FcγR- and CD9-dependent synapse-engulfing microglia in the thalamus drive cognitive impairment following cortical brain damage in mice
摘要
Chronic neuroinflammation gives rise to diverse microglial states across the brain, yet how region-specific microglial remodeling contributes to cognitive dysfunction remains unclear. Here we report that synapse-engulfing microglia in the thalamus drive cognitive impairment after cortical brain damage in mice, primarily studied in females. Region-specific manipulations of microglia during the chronic phase show that reactive microglial changes in the thalamus, but not in the hippocampus, impair recognition memory.
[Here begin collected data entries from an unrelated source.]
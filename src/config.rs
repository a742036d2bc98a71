//! Configuration management for askai.
//!
//! Defaults can be stored in `~/.config/askai/config.toml`. The server address
//! comes from `LLM_API_BASEURL` when set.

use crate::protocol::{Sampling, DEFAULT_MAX_TOKENS, DEFAULT_TEMPERATURE, DEFAULT_TOP_P};
use anyhow::{Context, Result};
use serde::Deserialize;
use std::path::{Path, PathBuf};

/// Environment variable holding the server base URL.
pub const BASE_URL_ENV: &str = "LLM_API_BASEURL";

/// Server used when neither the environment nor the config file name one.
pub const DEFAULT_BASE_URL: &str = "http://localhost:5000";

const COMPLETIONS_PATH: &str = "/v1/chat/completions";

/// Main configuration structure.
#[derive(Debug, Clone, Default, Deserialize)]
pub struct Config {
    /// Base URL of the inference server.
    #[serde(default)]
    pub base_url: Option<String>,
    /// Request defaults.
    #[serde(default)]
    pub request: RequestDefaults,
}

/// Defaults applied to every request unless overridden on the command line.
#[derive(Debug, Clone, Deserialize)]
pub struct RequestDefaults {
    #[serde(default = "default_max_tokens")]
    pub max_tokens: u32,
    #[serde(default = "default_temperature")]
    pub temperature: f64,
    #[serde(default = "default_top_p")]
    pub top_p: f64,
    /// System prompt used when `--instruction` is not given.
    #[serde(default)]
    pub instruction: Option<String>,
    /// Instruction template used when `--template` is not given.
    #[serde(default)]
    pub template: Option<String>,
}

impl Default for RequestDefaults {
    fn default() -> Self {
        Self {
            max_tokens: default_max_tokens(),
            temperature: default_temperature(),
            top_p: default_top_p(),
            instruction: None,
            template: None,
        }
    }
}

fn default_max_tokens() -> u32 {
    DEFAULT_MAX_TOKENS
}

fn default_temperature() -> f64 {
    DEFAULT_TEMPERATURE
}

fn default_top_p() -> f64 {
    DEFAULT_TOP_P
}

impl Config {
    /// Get the config directory path.
    pub fn config_dir() -> Result<PathBuf> {
        dirs::config_dir()
            .map(|p| p.join("askai"))
            .context("Could not determine config directory")
    }

    /// Get the config file path.
    pub fn config_path() -> Result<PathBuf> {
        Ok(Self::config_dir()?.join("config.toml"))
    }

    /// Load configuration from the default location, using defaults if not found.
    pub fn load() -> Result<Self> {
        match Self::config_path() {
            Ok(path) => Self::load_from(&path),
            // No home directory: nothing to load
            Err(_) => Ok(Self::default()),
        }
    }

    /// Load configuration from `path`, using defaults if it does not exist.
    pub fn load_from(path: &Path) -> Result<Self> {
        if path.exists() {
            let contents = std::fs::read_to_string(path)
                .with_context(|| format!("Failed to read config file: {}", path.display()))?;
            toml::from_str(&contents)
                .with_context(|| format!("Failed to parse config file: {}", path.display()))
        } else {
            Ok(Self::default())
        }
    }

    /// Resolve the server base URL from an optional environment value.
    pub fn base_url_with(&self, env_value: Option<String>) -> String {
        env_value
            .filter(|v| !v.is_empty())
            .or_else(|| self.base_url.clone())
            .unwrap_or_else(|| DEFAULT_BASE_URL.to_string())
    }

    /// Resolve the server base URL, consulting `LLM_API_BASEURL`.
    pub fn base_url(&self) -> String {
        self.base_url_with(std::env::var(BASE_URL_ENV).ok())
    }

    /// Sampling parameters from the config file.
    pub fn sampling(&self) -> Sampling {
        Sampling {
            max_tokens: self.request.max_tokens,
            temperature: self.request.temperature,
            top_p: self.request.top_p,
        }
    }
}

/// Full completion endpoint for a base URL.
pub fn endpoint_url(base_url: &str) -> String {
    format!("{}{}", base_url.trim_end_matches('/'), COMPLETIONS_PATH)
}

#[cfg(test)]
mod tests {
    use super::*;

    #[test]
    fn test_default_config() {
        let config = Config::default();
        assert!(config.base_url.is_none());
        assert_eq!(config.sampling(), Sampling::default());
    }

    #[test]
    fn test_base_url_precedence() {
        let mut config = Config::default();
        assert_eq!(config.base_url_with(None), "http://localhost:5000");

        config.base_url = Some("http://gpu-box:8080".to_string());
        assert_eq!(config.base_url_with(None), "http://gpu-box:8080");
        assert_eq!(
            config.base_url_with(Some("http://127.0.0.1:5001".to_string())),
            "http://127.0.0.1:5001"
        );
        assert_eq!(config.base_url_with(Some(String::new())), "http://gpu-box:8080");
    }

    #[test]
    fn test_endpoint_url() {
        assert_eq!(
            endpoint_url("http://localhost:5000"),
            "http://localhost:5000/v1/chat/completions"
        );
        assert_eq!(
            endpoint_url("http://localhost:5000/"),
            "http://localhost:5000/v1/chat/completions"
        );
    }

    #[test]
    fn test_config_deserialization() {
        let toml = r#"
base_url = "http://llm.lan:5000"

[request]
max_tokens = 512
temperature = 0.2
instruction = "You are terse."
"#;
        let config: Config = toml::from_str(toml).unwrap();
        assert_eq!(config.base_url.as_deref(), Some("http://llm.lan:5000"));
        assert_eq!(config.request.max_tokens, 512);
        assert_eq!(config.request.temperature, 0.2);
        assert_eq!(config.request.top_p, 0.9);
        assert_eq!(config.request.instruction.as_deref(), Some("You are terse."));
        assert!(config.request.template.is_none());
    }

    #[test]
    fn test_load_missing_file() {
        let dir = tempfile::tempdir().unwrap();
        let config = Config::load_from(&dir.path().join("config.toml")).unwrap();
        assert_eq!(config.request.max_tokens, 4096);
    }

    #[test]
    fn test_load_invalid_file() {
        let dir = tempfile::tempdir().unwrap();
        let path = dir.path().join("config.toml");
        std::fs::write(&path, "request = 3").unwrap();
        assert!(Config::load_from(&path).is_err());
    }
}
//! Incremental server-sent events decoder.
//!
//! Bytes arrive in arbitrary chunks, so lines (and UTF-8 sequences) may be split
//! across chunk boundaries. Only complete lines are interpreted.

/// Accumulates raw bytes and yields the `data` payload of each complete event.
#[derive(Debug, Default)]
pub struct SseParser {
    buffer: Vec<u8>,
    data: Vec<String>,
}

impl SseParser {
    pub fn new() -> Self {
        Self::default()
    }

    /// Feed a chunk of the response body and collect every event it completes.
    pub fn push(&mut self, bytes: &[u8]) -> Vec<String> {
        self.buffer.extend_from_slice(bytes);

        let mut events = Vec::new();
        while let Some(pos) = self.buffer.iter().position(|&b| b == b'\n') {
            let line: Vec<u8> = self.buffer.drain(..=pos).collect();
            let line = String::from_utf8_lossy(&line[..line.len() - 1]);
            let line = line.strip_suffix('\r').unwrap_or(&line);
            if let Some(event) = self.process_line(line) {
                events.push(event);
            }
        }
        events
    }

    /// Flush whatever is left once the body has ended.
    pub fn finish(&mut self) -> Option<String> {
        if !self.buffer.is_empty() {
            let rest = std::mem::take(&mut self.buffer);
            let line = String::from_utf8_lossy(&rest);
            let line = line.strip_suffix('\r').unwrap_or(&line);
            if let Some(event) = self.process_line(line) {
                return Some(event);
            }
        }
        self.dispatch()
    }

    fn process_line(&mut self, line: &str) -> Option<String> {
        if line.is_empty() {
            return self.dispatch();
        }

        // Comment lines keep the connection alive
        if line.starts_with(':') {
            return None;
        }

        let (field, value) = match line.split_once(':') {
            Some((field, value)) => (field, value.strip_prefix(' ').unwrap_or(value)),
            None => (line, ""),
        };

        // event, id and retry carry nothing the renderer needs
        if field == "data" {
            self.data.push(value.to_string());
        }
        None
    }

    fn dispatch(&mut self) -> Option<String> {
        if self.data.is_empty() {
            return None;
        }
        let payload = self.data.join("\n");
        self.data.clear();
        Some(payload)
    }
}

#[cfg(test)]
mod tests {
    use super::*;

    #[test]
    fn test_single_event() {
        let mut parser = SseParser::new();
        let events = parser.push(b"data: {\"a\":1}\n\n");
        assert_eq!(events, vec!["{\"a\":1}".to_string()]);
    }

    #[test]
    fn test_event_split_across_chunks() {
        let mut parser = SseParser::new();
        assert!(parser.push(b"da").is_empty());
        assert!(parser.push(b"ta: hel").is_empty());
        assert!(parser.push(b"lo\n").is_empty());
        assert_eq!(parser.push(b"\n"), vec!["hello".to_string()]);
    }

    #[test]
    fn test_utf8_split_across_chunks() {
        let mut parser = SseParser::new();
        let bytes = "data: é\n\n".as_bytes();
        // 'é' is two bytes; cut between them
        let cut = 7;
        assert!(parser.push(&bytes[..cut]).is_empty());
        assert_eq!(parser.push(&bytes[cut..]), vec!["é".to_string()]);
    }

    #[test]
    fn test_crlf_and_comments() {
        let mut parser = SseParser::new();
        let events = parser.push(b": ping\r\nevent: message\r\nid: 3\r\ndata: x\r\n\r\n");
        assert_eq!(events, vec!["x".to_string()]);
    }

    #[test]
    fn test_multiline_data_is_joined() {
        let mut parser = SseParser::new();
        let events = parser.push(b"data: one\ndata:two\n\n");
        assert_eq!(events, vec!["one\ntwo".to_string()]);
    }

    #[test]
    fn test_multiple_events_in_one_chunk() {
        let mut parser = SseParser::new();
        let events = parser.push(b"data: 1\n\ndata: 2\n\ndata: [DONE]\n\n");
        assert_eq!(events, vec!["1", "2", "[DONE]"]);
    }

    #[test]
    fn test_blank_lines_without_data_yield_nothing() {
        let mut parser = SseParser::new();
        assert!(parser.push(b"\n\n: keepalive\n\n").is_empty());
        assert!(parser.finish().is_none());
    }

    #[test]
    fn test_finish_flushes_unterminated_event() {
        let mut parser = SseParser::new();
        assert!(parser.push(b"data: tail").is_empty());
        assert_eq!(parser.finish(), Some("tail".to_string()));
    }
}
Single-cell RNA sequencing reveals an enrichment of synapse-engulfing CD9hi microglia in the thalamus. Antibody-based CD9 blockade in the thalamus, as well as microglia-selective CD9 disruption, rescues thalamic synaptic loss, restores neuronal activity, and improves recognition memory. Further analysis shows that the blood-brain barrier disruption and subsequent γ-immunoglobulin (IgG) extravasation facilitate the generation of CD9hi microglia in an Fcγ receptor III-dependent manner. These findings demonstrate that the induction of synapse-engulfing CD9hi microglia in the thalamus by IgG/FcγRIII signaling drives recognition memory deficits following cortical damage.